■ **REQUIREMENT**: Please copy each line of the records below that holds the word "Duration".

■ **MATERIAL TO PROCESS**:
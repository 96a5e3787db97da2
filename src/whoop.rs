//! WHOOP API client
//!
//! Minimal blocking client for the WHOOP developer API (v2). Reads
//! physiological cycles to measure daily energy expenditure and turns it into
//! an empirical PAL against a person's BMR.

use std::time::Duration;

use chrono::{DateTime, NaiveDate, Utc};
use reqwest::blocking::Client;
use reqwest::header::{HeaderMap, ACCEPT, RETRY_AFTER};
use reqwest::StatusCode;
use secrecy::{ExposeSecret, SecretString};
use serde::de::DeserializeOwned;
use serde::{Deserialize, Serialize};

use crate::energy::{empirical_pal, ensure_positive_bmr, Person};
use crate::error::{AppError, AppResult, CalcResult};
use crate::units::{kj_to_kcal, LengthUnit, MassUnit};

const DEFAULT_TIMEOUT: Duration = Duration::from_secs(30);
const DEFAULT_RETRY_BACKOFF: Duration = Duration::from_millis(1500);
const DEFAULT_MAX_ATTEMPTS: u32 = 3;
const DEFAULT_PAGE_SIZE: u32 = 25;

/// Score attached to a scored cycle
#[derive(Debug, Clone, Default, PartialEq, Serialize, Deserialize)]
pub struct CycleScore {
    #[serde(default)]
    pub strain: Option<f64>,
    /// Total energy expenditure over the cycle
    #[serde(default)]
    pub kilojoule: Option<f64>,
    #[serde(default)]
    pub average_heart_rate: Option<f64>,
    #[serde(default)]
    pub max_heart_rate: Option<f64>,
}

/// One physiological cycle
#[derive(Debug, Clone, Default, PartialEq, Serialize, Deserialize)]
pub struct Cycle {
    #[serde(default)]
    pub start: Option<String>,
    #[serde(default)]
    pub end: Option<String>,
    #[serde(default)]
    pub timezone_offset: Option<String>,
    #[serde(default)]
    pub score_state: Option<String>,
    #[serde(default)]
    pub score: Option<CycleScore>,
}

#[derive(Debug, Deserialize)]
struct CyclePage {
    #[serde(default)]
    records: Vec<Cycle>,
    #[serde(default, alias = "nextToken")]
    next_token: Option<String>,
}

/// Body measurements stored in the WHOOP profile
#[derive(Debug, Clone, PartialEq, Serialize, Deserialize)]
pub struct BodyMeasurement {
    pub height_meter: f64,
    pub weight_kilogram: f64,
    #[serde(default)]
    pub max_heart_rate: Option<i64>,
}

impl BodyMeasurement {
    /// Copy height and weight onto a person
    pub fn apply_to(&self, person: &mut Person) -> CalcResult<()> {
        person.set_height(self.height_meter * 100.0, LengthUnit::Centimeter)?;
        person.set_weight(self.weight_kilogram, MassUnit::Kilogram)
    }
}

pub struct WhoopClient {
    http: Client,
    access_token: SecretString,
    base_url: String,
    retry_backoff: Duration,
    max_attempts: u32,
}

impl WhoopClient {
    pub fn new(base_url: &str, access_token: SecretString) -> AppResult<Self> {
        let http = Client::builder().timeout(DEFAULT_TIMEOUT).build()?;
        Ok(Self {
            http,
            access_token,
            base_url: base_url.trim_end_matches('/').to_string(),
            retry_backoff: DEFAULT_RETRY_BACKOFF,
            max_attempts: DEFAULT_MAX_ATTEMPTS,
        })
    }

    /// Override the wait used when a 429 carries no `Retry-After`
    pub fn with_retry_backoff(mut self, backoff: Duration) -> Self {
        self.retry_backoff = backoff;
        self
    }

    /// GET a JSON endpoint, retrying on 429 up to `max_attempts` times
    fn get_json<T: DeserializeOwned>(&self, path: &str, query: &[(&str, String)]) -> AppResult<T> {
        let url = format!("{}/{}", self.base_url, path.trim_start_matches('/'));
        let mut attempt = 0;
        loop {
            attempt += 1;
            let resp = self
                .http
                .get(&url)
                .bearer_auth(self.access_token.expose_secret())
                .header(ACCEPT, "application/json")
                .query(query)
                .send()?;

            let status = resp.status();
            if status == StatusCode::TOO_MANY_REQUESTS && attempt < self.max_attempts {
                let wait = retry_after(resp.headers()).unwrap_or(self.retry_backoff);
                tracing::warn!(
                    "WHOOP rate limited on {} (attempt {}), retrying in {:?}",
                    path,
                    attempt,
                    wait
                );
                std::thread::sleep(wait);
                continue;
            }
            if !status.is_success() {
                let message = resp.text().unwrap_or_default();
                return Err(AppError::Api {
                    status: status.as_u16(),
                    message,
                });
            }
            return Ok(resp.json()?);
        }
    }

    /// All cycles in `[start, end)`, following `next_token` pagination.
    /// `limit` is the page size requested per call.
    pub fn cycles(&self, start: DateTime<Utc>, end: DateTime<Utc>, limit: u32) -> AppResult<Vec<Cycle>> {
        let mut cycles = Vec::new();
        let mut next_token: Option<String> = None;

        loop {
            let mut query = vec![
                ("start", start.to_rfc3339()),
                ("end", end.to_rfc3339()),
                ("limit", limit.to_string()),
            ];
            if let Some(token) = &next_token {
                query.push(("nextToken", token.clone()));
            }

            let page: CyclePage = self.get_json("cycle", &query)?;
            tracing::debug!("Fetched {} WHOOP cycles", page.records.len());
            cycles.extend(page.records);

            next_token = page.next_token.filter(|t| !t.is_empty());
            if next_token.is_none() {
                break;
            }
        }

        Ok(cycles)
    }

    /// Body measurements (needs the `read:body_measurement` scope)
    pub fn body_measurement(&self) -> AppResult<BodyMeasurement> {
        self.get_json("user/measurement/body", &[])
    }

    /// Total measured energy expenditure in kcal over a window
    pub fn daily_total_kcal(&self, start: DateTime<Utc>, end: DateTime<Utc>) -> AppResult<f64> {
        Ok(total_kcal(&self.cycles(start, end, DEFAULT_PAGE_SIZE)?))
    }

    /// Measured PAL for a window: WHOOP kcal divided by BMR.
    ///
    /// The BMR is checked before any request is made.
    pub fn pal_for_day(&self, bmr_kcal: f64, start: DateTime<Utc>, end: DateTime<Utc>) -> AppResult<f64> {
        ensure_positive_bmr(bmr_kcal)?;
        let measured = self.daily_total_kcal(start, end)?;
        Ok(empirical_pal(measured, bmr_kcal)?)
    }
}

/// Sum cycle energy in kcal; unscored cycles are skipped
pub fn total_kcal(cycles: &[Cycle]) -> f64 {
    let total_kj: f64 = cycles
        .iter()
        .filter_map(|c| c.score.as_ref().and_then(|s| s.kilojoule))
        .sum();
    kj_to_kcal(total_kj)
}

/// UTC midnight-to-midnight window for a calendar day
pub fn utc_day_window(date: NaiveDate) -> (DateTime<Utc>, DateTime<Utc>) {
    let start = date.and_time(chrono::NaiveTime::default()).and_utc();
    (start, start + chrono::Duration::days(1))
}

/// Seconds from a `Retry-After` header
fn retry_after(headers: &HeaderMap) -> Option<Duration> {
    let secs: f64 = headers.get(RETRY_AFTER)?.to_str().ok()?.trim().parse().ok()?;
    (secs.is_finite() && secs >= 0.0).then(|| Duration::from_secs_f64(secs))
}
//! Replication session manifests.
//!
//! A session is the immutable list of files (with fingerprints) a master is
//! willing to serve for one replication round. It is built once, serialized to
//! the slave, and persisted by the slave after a successful commit.

use crate::fs::fingerprint::FileFingerprint;
use crate::replication::catalog::ReplicationCatalog;
use crate::replication::source::Source;
use crate::utils::errors::ReplicationError;
use serde::{Deserialize, Serialize};
use std::collections::BTreeMap;
use std::path::{Component, Path};

/// Files of one source, by name
pub type SourceItems = BTreeMap<String, FileFingerprint>;

#[derive(Debug, Clone, PartialEq, Eq, Serialize, Deserialize)]
#[serde(try_from = "SessionRecord")]
pub struct ReplicationSession {
    master_uuid: String,
    session_uuid: String,
    #[serde(rename = "files")]
    items: BTreeMap<Source, SourceItems>,
    size: u64,
    start_time: u64,
}

/// Wire shape, validated before it becomes a session
#[derive(Deserialize)]
struct SessionRecord {
    master_uuid: String,
    session_uuid: String,
    #[serde(rename = "files", default)]
    items: BTreeMap<Source, SourceItems>,
    size: u64,
    #[serde(default)]
    start_time: u64,
}

impl TryFrom<SessionRecord> for ReplicationSession {
    type Error = ReplicationError;

    fn try_from(record: SessionRecord) -> Result<Self, Self::Error> {
        let computed = total_size(&record.items);
        if computed != record.size {
            return Err(ReplicationError::InvalidSession(format!(
                "session {} declares {} bytes but its files sum to {}",
                record.session_uuid, record.size, computed
            )));
        }
        let session = Self {
            master_uuid: record.master_uuid,
            session_uuid: record.session_uuid,
            items: record.items,
            size: record.size,
            start_time: record.start_time,
        };
        session.validate_names()?;
        Ok(session)
    }
}

/// Whether `name` can be joined onto a directory without leaving it:
/// exactly one normal path component, no separators of either platform.
pub fn is_plain_file_name(name: &str) -> bool {
    if name.is_empty() || name.contains(&['/', '\\', '\0'][..]) {
        return false;
    }
    let mut components = Path::new(name).components();
    matches!(
        (components.next(), components.next()),
        (Some(Component::Normal(component)), None) if component == name
    )
}

fn total_size(items: &BTreeMap<Source, SourceItems>) -> u64 {
    items
        .values()
        .flat_map(|files| files.values())
        .map(|fingerprint| fingerprint.size)
        .sum()
}

impl ReplicationSession {
    /// Build a session; `size` is computed here and never again.
    pub fn new(
        master_uuid: impl Into<String>,
        session_uuid: impl Into<String>,
        items: BTreeMap<Source, SourceItems>,
    ) -> Self {
        let size = total_size(&items);
        Self {
            master_uuid: master_uuid.into(),
            session_uuid: session_uuid.into(),
            items,
            size,
            start_time: chrono::Utc::now().timestamp_millis().max(0) as u64,
        }
    }

    pub fn from_catalogs(
        master_uuid: impl Into<String>,
        session_uuid: impl Into<String>,
        catalogs: impl IntoIterator<Item = ReplicationCatalog>,
    ) -> Self {
        let items = catalogs
            .into_iter()
            .map(|catalog| (catalog.source(), catalog.into_entries()))
            .collect();
        Self::new(master_uuid, session_uuid, items)
    }

    pub fn master_uuid(&self) -> &str {
        &self.master_uuid
    }

    pub fn session_uuid(&self) -> &str {
        &self.session_uuid
    }

    pub fn items(&self) -> &BTreeMap<Source, SourceItems> {
        &self.items
    }

    /// Total bytes over every file of every source
    pub fn size(&self) -> u64 {
        self.size
    }

    /// Creation instant, milliseconds since Unix epoch
    pub fn start_time(&self) -> u64 {
        self.start_time
    }

    pub fn source_files(&self, source: Source) -> Option<&SourceItems> {
        self.items.get(&source)
    }

    pub fn item(&self, source: Source, name: &str) -> Option<&FileFingerprint> {
        self.source_files(source).and_then(|files| files.get(name))
    }

    pub fn file_count(&self) -> usize {
        self.items.values().map(|files| files.len()).sum()
    }

    /// Reject a session whose id or file names would resolve outside the
    /// directories they are joined onto.
    pub fn validate_names(&self) -> Result<(), ReplicationError> {
        if !is_plain_file_name(&self.session_uuid) {
            return Err(ReplicationError::InvalidSession(format!(
                "session id {:?} is not a plain name",
                self.session_uuid
            )));
        }
        for (source, files) in &self.items {
            if let Some(name) = files.keys().find(|name| !is_plain_file_name(name)) {
                return Err(ReplicationError::InvalidSession(format!(
                    "session {} lists {}/{:?}, which is not a plain file name",
                    self.session_uuid, source, name
                )));
            }
        }
        Ok(())
    }
}
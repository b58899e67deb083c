//! Fixtures shared by the replication tests.

use crate::fs::fingerprint::FileFingerprint;
use crate::replication::master::MasterRegistry;
use crate::replication::session::ReplicationSession;
use crate::replication::source::Source;
use crate::transfer::client::{ByteStream, MasterClient};
use crate::utils::errors::ReplicationError;
use crate::Result;
use async_trait::async_trait;
use std::path::Path;
use std::sync::atomic::{AtomicUsize, Ordering};

/// Write `content` to `path` and pin its mtime to `version` milliseconds
pub fn write_file(path: &Path, content: &[u8], version: u64) {
    if let Some(parent) = path.parent() {
        std::fs::create_dir_all(parent).unwrap();
    }
    std::fs::write(path, content).unwrap();
    let file = std::fs::OpenOptions::new().write(true).open(path).unwrap();
    FileFingerprint::new(content.len() as u64, version)
        .stamp(&file)
        .unwrap();
}

/// Wraps an in-process registry and fails selected file requests.
pub struct FlakyClient {
    pub inner: MasterRegistry,
    pub fail_on: Option<String>,
    pub truncate: Option<String>,
    pub releases: AtomicUsize,
}

impl FlakyClient {
    pub fn new(inner: MasterRegistry) -> Self {
        Self {
            inner,
            fail_on: None,
            truncate: None,
            releases: AtomicUsize::new(0),
        }
    }

    pub fn failing_on(mut self, name: &str) -> Self {
        self.fail_on = Some(name.to_string());
        self
    }

    pub fn truncating(mut self, name: &str) -> Self {
        self.truncate = Some(name.to_string());
        self
    }

    pub fn releases(&self) -> usize {
        self.releases.load(Ordering::SeqCst)
    }
}

#[async_trait]
impl MasterClient for FlakyClient {
    async fn new_session(&self, index: &str) -> Result<ReplicationSession> {
        self.inner.new_session(index).await
    }

    async fn get_file(&self, session_uuid: &str, source: Source, name: &str) -> Result<ByteStream> {
        if self.fail_on.as_deref() == Some(name) {
            return Err(ReplicationError::Network(format!("connection reset fetching {}", name)));
        }
        if self.truncate.as_deref() == Some(name) {
            let stream = futures_util::stream::iter(vec![Ok(bytes::Bytes::from_static(b"x"))]);
            return Ok(Box::pin(stream));
        }
        self.inner.get_file(session_uuid, source, name).await
    }

    async fn release_session(&self, session_uuid: &str) -> Result<()> {
        self.releases.fetch_add(1, Ordering::SeqCst);
        MasterClient::release_session(&self.inner, session_uuid).await
    }
}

■ **EXERCISE RESPONSE**:
use std::time::Duration;
const DEFAULT_TIMEOUT: Duration = Duration::from_secs(30);
const DEFAULT_RETRY_BACKOFF: Duration = Duration::from_millis(1500);
    retry_backoff: Duration,
    pub fn with_retry_backoff(mut self, backoff: Duration) -> Self {
    (start, start + chrono::Duration::days(1))
fn retry_after(headers: &HeaderMap) -> Option<Duration> {
    (secs.is_finite() && secs >= 0.0).then(|| Duration::from_secs_f64(secs))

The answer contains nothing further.